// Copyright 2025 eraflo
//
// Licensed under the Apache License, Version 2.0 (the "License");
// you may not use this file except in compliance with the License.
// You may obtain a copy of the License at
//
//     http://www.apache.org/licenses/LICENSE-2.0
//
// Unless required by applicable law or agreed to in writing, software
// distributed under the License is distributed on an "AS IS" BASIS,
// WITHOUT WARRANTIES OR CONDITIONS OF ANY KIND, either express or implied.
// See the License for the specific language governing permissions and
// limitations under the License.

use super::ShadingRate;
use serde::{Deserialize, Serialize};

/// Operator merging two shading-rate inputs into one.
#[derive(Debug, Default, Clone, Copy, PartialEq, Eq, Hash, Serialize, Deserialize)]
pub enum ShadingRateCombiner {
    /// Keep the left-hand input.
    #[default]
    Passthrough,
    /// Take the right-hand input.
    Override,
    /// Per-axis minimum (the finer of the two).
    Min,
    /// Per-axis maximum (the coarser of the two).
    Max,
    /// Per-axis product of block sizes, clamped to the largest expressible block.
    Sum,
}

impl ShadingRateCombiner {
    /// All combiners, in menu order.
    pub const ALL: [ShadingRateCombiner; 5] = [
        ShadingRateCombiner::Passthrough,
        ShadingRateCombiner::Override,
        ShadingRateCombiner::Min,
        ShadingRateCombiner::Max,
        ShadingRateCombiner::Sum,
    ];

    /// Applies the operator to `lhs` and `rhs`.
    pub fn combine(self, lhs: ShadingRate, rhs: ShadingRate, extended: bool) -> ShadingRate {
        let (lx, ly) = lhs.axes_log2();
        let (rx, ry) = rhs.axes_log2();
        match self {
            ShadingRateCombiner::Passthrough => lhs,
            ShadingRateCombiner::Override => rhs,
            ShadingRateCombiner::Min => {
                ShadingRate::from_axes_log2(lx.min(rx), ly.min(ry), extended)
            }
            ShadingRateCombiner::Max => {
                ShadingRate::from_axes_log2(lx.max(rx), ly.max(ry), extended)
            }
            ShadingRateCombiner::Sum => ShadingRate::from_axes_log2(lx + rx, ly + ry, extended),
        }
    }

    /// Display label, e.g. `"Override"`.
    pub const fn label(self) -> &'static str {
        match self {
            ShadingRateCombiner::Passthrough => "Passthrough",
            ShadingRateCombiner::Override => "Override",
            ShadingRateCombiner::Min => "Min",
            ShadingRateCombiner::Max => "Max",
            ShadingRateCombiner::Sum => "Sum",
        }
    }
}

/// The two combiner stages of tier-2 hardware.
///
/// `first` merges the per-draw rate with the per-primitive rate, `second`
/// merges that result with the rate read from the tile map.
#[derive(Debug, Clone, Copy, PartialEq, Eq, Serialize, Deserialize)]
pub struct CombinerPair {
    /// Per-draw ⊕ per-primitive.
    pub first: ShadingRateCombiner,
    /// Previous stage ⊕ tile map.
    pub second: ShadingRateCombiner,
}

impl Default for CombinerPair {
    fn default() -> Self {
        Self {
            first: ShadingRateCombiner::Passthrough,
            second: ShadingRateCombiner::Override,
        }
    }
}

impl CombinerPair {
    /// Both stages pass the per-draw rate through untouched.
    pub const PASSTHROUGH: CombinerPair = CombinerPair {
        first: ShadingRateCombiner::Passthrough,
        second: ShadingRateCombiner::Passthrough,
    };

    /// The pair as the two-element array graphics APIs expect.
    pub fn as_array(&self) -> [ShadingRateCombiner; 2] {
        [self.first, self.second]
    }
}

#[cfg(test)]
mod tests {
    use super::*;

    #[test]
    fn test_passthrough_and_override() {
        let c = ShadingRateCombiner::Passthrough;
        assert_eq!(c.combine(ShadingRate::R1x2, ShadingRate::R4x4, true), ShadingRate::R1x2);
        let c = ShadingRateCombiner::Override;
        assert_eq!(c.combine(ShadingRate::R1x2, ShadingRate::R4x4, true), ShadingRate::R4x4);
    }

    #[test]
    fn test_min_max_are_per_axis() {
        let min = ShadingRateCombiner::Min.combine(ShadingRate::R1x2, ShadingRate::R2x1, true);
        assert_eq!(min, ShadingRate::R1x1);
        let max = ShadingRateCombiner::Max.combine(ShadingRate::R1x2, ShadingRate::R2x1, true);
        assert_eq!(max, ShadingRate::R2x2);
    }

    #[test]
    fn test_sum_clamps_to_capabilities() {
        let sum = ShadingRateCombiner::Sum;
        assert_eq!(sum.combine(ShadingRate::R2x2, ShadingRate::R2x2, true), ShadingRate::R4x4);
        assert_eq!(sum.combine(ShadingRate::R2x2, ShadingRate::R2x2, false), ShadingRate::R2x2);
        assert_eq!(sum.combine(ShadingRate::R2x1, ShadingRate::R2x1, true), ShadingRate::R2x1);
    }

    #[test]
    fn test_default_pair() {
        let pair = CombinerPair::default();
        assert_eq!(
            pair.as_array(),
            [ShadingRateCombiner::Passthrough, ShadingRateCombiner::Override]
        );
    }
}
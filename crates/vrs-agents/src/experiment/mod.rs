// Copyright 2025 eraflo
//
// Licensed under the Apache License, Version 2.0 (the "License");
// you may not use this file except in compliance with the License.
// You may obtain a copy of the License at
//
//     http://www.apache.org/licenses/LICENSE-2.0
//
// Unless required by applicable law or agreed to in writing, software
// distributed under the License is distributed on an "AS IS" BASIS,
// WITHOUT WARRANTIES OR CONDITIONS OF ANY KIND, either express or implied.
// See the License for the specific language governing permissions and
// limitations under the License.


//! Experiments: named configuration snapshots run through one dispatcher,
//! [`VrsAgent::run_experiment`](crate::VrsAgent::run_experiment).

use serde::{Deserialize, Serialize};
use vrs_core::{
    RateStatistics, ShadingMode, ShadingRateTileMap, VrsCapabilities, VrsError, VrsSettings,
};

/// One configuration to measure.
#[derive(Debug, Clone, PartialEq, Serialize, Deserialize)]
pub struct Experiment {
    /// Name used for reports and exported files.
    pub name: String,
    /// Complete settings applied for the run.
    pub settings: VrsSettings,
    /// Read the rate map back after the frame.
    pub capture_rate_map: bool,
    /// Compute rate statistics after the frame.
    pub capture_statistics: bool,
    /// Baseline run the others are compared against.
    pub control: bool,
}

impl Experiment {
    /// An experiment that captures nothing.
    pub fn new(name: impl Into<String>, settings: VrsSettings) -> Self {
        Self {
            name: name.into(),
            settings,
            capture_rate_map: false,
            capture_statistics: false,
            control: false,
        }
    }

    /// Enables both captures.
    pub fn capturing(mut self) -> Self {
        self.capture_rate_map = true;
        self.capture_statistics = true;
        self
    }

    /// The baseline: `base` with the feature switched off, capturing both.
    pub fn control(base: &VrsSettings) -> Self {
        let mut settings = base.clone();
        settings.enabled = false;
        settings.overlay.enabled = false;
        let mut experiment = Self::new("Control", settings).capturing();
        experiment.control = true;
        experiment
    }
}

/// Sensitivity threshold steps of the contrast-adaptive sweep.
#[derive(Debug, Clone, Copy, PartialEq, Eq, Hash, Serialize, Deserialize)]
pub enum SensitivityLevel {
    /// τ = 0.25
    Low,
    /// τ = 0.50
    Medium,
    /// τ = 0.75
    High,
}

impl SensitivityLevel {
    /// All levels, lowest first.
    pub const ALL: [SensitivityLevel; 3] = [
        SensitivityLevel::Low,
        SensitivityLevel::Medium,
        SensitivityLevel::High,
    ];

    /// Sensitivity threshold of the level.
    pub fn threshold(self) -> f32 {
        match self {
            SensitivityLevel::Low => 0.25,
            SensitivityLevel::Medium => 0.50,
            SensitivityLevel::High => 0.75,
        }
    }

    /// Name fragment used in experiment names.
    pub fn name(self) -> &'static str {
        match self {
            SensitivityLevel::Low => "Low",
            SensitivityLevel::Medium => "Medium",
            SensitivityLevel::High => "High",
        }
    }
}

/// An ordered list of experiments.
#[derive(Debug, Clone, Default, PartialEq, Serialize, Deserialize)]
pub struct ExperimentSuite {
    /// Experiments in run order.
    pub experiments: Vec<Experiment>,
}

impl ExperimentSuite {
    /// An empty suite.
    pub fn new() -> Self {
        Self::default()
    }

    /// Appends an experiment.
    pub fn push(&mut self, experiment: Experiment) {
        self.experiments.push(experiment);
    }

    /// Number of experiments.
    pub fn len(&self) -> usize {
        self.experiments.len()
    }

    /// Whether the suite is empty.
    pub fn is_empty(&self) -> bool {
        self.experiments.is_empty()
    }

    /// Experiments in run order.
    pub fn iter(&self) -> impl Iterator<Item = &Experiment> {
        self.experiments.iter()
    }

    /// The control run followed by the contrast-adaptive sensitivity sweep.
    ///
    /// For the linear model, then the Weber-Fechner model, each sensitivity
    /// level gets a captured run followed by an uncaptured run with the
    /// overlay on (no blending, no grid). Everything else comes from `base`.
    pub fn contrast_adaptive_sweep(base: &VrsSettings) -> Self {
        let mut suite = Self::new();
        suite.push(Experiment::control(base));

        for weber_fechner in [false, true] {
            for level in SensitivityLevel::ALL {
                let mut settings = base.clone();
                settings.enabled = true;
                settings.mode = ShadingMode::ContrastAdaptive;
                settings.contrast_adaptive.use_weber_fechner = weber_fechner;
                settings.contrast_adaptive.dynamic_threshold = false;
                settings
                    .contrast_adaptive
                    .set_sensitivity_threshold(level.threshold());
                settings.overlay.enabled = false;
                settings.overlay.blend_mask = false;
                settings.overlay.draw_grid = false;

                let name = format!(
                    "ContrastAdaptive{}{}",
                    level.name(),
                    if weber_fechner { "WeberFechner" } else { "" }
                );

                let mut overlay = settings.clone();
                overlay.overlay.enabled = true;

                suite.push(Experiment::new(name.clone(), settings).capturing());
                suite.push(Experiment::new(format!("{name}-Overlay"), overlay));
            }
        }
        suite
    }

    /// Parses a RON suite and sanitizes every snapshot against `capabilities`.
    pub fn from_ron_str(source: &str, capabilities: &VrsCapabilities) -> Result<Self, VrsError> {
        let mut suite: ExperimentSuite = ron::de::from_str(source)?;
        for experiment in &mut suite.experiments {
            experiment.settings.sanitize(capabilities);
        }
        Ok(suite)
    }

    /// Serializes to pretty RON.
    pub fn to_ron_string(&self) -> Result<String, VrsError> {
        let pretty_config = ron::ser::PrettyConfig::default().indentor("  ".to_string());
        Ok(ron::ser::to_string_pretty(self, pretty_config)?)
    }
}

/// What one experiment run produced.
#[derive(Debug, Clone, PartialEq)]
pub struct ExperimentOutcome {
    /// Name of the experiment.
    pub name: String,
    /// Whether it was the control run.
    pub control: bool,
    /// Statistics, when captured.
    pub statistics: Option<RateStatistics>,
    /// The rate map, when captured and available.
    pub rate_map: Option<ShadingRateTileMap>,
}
---
What you have to do
Print, please, the lines from the first line of the material through the line that contains "in menu order.", exactly as written and with nothing added.

Finished task
// Copyright 2025 eraflo
//
// Licensed under the Apache License, Version 2.0 (the "License");
// you may not use this file except in compliance with the License.
// You may obtain a copy of the License at
//
//     http://www.apache.org/licenses/LICENSE-2.0
//
// Unless required by applicable law or agreed to in writing, software
// distributed under the License is distributed on an "AS IS" BASIS,
// WITHOUT WARRANTIES OR CONDITIONS OF ANY KIND, either express or implied.
// See the License for the specific language governing permissions and
// limitations under the License.

use super::ShadingRate;
use serde::{Deserialize, Serialize};

/// Operator merging two shading-rate inputs into one.
#[derive(Debug, Default, Clone, Copy, PartialEq, Eq, Hash, Serialize, Deserialize)]
pub enum ShadingRateCombiner {
    /// Keep the left-hand input.
    #[default]
    Passthrough,
    /// Take the right-hand input.
    Override,
    /// Per-axis minimum (the finer of the two).
    Min,
    /// Per-axis maximum (the coarser of the two).
    Max,
    /// Per-axis product of block sizes, clamped to the largest expressible block.
    Sum,
}

impl ShadingRateCombiner {
    /// All combiners, in menu order.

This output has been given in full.